Dataset entries ::
=== Begin Enclosure ===

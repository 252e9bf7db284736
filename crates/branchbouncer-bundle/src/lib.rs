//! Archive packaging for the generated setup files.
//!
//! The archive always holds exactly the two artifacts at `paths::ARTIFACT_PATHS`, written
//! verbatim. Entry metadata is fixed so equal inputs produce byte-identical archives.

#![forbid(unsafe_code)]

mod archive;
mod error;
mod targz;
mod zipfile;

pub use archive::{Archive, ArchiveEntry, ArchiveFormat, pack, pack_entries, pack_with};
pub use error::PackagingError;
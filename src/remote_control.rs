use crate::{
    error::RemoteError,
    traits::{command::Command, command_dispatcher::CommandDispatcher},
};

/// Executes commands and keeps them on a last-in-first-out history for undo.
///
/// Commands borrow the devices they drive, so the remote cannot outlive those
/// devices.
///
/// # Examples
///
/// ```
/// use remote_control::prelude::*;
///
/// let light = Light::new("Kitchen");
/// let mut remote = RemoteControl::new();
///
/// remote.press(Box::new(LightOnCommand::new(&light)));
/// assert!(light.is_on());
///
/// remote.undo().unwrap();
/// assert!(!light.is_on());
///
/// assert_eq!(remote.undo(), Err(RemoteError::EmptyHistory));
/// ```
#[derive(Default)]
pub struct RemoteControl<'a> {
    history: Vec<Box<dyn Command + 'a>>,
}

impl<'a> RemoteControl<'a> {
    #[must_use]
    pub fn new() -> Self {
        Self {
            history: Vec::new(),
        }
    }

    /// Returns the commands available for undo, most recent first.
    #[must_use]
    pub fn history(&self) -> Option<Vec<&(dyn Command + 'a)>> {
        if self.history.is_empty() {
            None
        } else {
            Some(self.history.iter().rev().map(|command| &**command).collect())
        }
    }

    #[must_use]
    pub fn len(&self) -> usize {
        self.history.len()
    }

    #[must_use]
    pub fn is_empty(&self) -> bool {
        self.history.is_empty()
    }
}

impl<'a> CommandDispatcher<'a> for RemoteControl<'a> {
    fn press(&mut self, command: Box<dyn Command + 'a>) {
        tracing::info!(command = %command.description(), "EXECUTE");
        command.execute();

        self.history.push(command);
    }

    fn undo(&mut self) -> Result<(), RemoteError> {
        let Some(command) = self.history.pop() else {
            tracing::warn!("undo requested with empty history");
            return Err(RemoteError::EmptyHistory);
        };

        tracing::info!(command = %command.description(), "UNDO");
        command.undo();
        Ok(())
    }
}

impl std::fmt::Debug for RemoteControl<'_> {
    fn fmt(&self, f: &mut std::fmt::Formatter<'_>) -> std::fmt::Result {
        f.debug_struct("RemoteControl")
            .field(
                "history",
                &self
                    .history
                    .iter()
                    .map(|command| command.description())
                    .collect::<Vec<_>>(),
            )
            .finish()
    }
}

=== End Enclosure ===
=== Begin Enclosure ===

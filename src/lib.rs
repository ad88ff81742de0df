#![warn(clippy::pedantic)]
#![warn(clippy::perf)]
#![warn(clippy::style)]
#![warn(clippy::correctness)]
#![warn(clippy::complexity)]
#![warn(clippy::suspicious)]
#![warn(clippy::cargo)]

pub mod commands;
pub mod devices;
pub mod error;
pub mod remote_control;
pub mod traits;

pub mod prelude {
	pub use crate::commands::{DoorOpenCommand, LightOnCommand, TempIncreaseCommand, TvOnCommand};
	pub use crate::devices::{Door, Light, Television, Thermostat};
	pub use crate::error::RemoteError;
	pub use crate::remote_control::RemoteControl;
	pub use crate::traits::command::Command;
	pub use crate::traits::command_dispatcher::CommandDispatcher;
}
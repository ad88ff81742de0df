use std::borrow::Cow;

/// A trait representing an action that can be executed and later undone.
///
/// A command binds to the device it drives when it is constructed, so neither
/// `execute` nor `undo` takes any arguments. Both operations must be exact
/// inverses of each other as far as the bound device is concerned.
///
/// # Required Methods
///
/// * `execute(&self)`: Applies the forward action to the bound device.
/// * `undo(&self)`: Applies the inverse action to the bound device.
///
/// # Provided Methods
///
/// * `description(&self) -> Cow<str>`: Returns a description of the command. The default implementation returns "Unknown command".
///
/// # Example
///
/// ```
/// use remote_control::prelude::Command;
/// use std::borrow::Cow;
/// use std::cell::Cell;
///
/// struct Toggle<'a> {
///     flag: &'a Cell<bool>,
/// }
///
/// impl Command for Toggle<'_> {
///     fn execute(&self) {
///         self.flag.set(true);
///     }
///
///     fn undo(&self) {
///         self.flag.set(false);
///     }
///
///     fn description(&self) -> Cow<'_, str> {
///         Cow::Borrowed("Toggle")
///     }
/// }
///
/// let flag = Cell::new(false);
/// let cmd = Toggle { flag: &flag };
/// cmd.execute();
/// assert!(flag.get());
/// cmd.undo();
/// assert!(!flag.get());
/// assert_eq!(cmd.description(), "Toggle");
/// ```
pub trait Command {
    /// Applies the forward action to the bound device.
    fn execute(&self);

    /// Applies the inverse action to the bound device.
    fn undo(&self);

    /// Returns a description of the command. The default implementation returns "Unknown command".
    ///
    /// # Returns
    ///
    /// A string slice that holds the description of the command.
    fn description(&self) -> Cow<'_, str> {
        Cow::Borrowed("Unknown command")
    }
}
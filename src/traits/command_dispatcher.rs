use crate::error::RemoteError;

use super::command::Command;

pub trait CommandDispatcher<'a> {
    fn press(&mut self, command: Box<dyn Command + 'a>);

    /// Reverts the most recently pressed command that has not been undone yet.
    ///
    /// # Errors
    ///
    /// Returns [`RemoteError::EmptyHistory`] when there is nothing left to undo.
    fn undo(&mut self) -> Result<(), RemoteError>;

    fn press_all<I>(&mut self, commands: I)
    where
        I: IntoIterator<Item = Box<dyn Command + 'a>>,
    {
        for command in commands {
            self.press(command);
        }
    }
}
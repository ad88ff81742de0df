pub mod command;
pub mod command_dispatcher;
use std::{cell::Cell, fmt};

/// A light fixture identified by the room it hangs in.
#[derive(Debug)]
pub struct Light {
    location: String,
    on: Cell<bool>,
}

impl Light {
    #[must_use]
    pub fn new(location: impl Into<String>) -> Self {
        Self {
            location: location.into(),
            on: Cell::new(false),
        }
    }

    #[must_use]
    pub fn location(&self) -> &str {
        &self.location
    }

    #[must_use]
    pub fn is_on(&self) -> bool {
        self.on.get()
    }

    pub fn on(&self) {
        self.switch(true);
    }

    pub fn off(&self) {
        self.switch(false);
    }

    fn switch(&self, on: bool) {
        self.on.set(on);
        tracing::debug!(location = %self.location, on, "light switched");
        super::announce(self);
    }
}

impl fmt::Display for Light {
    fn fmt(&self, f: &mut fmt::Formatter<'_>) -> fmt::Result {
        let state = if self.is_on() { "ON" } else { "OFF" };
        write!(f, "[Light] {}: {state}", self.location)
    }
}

=== End Enclosure ===
=== Begin Enclosure ===

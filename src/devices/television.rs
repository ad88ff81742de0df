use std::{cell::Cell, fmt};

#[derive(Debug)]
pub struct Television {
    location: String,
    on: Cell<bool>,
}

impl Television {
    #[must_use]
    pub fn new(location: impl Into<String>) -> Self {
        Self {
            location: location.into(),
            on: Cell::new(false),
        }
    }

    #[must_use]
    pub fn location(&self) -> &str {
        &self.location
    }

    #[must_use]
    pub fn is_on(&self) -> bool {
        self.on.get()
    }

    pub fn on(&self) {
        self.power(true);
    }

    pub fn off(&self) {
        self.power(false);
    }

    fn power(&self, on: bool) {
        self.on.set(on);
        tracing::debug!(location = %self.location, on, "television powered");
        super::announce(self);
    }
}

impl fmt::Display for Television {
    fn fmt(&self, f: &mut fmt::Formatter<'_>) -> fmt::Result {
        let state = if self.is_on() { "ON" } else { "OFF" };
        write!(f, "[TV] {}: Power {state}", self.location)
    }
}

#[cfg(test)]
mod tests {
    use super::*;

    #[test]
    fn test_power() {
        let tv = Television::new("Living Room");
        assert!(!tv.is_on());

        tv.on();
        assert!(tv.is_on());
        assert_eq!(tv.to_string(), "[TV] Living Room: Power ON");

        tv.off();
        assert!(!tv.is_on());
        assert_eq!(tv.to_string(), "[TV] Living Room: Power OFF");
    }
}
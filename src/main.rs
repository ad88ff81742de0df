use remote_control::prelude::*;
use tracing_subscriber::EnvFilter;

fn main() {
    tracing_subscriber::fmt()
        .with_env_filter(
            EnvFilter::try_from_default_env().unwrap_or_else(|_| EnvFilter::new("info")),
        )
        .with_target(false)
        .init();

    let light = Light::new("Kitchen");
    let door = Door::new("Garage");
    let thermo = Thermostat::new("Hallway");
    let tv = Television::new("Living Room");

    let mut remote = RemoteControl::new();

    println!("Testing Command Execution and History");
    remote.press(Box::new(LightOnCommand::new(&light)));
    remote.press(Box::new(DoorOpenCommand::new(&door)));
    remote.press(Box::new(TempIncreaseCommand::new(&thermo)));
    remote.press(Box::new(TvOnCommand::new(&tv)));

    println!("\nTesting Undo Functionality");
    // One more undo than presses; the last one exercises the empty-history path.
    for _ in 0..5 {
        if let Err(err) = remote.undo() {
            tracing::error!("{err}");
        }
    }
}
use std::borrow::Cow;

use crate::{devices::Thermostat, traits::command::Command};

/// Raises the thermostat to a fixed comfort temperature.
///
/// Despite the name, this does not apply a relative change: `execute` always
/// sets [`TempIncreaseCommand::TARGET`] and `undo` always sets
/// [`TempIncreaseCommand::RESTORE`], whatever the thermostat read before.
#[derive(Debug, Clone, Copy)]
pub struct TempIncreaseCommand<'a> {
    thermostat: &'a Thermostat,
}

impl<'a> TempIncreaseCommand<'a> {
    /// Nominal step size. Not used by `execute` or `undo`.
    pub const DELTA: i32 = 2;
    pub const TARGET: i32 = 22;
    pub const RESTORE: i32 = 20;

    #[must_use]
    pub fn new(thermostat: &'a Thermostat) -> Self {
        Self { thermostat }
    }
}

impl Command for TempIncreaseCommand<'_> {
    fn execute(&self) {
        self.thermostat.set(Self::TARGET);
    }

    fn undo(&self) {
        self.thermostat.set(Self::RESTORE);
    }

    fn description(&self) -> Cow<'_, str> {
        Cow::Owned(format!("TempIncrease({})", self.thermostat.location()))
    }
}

=== End Enclosure ===

Exercise ::
Search the data above for the word "when". Copy each line it is in.

The answer ::
/// A command binds to the device it drives when it is constructed, so neither
    /// Returns [`RemoteError::EmptyHistory`] when there is nothing left to undo.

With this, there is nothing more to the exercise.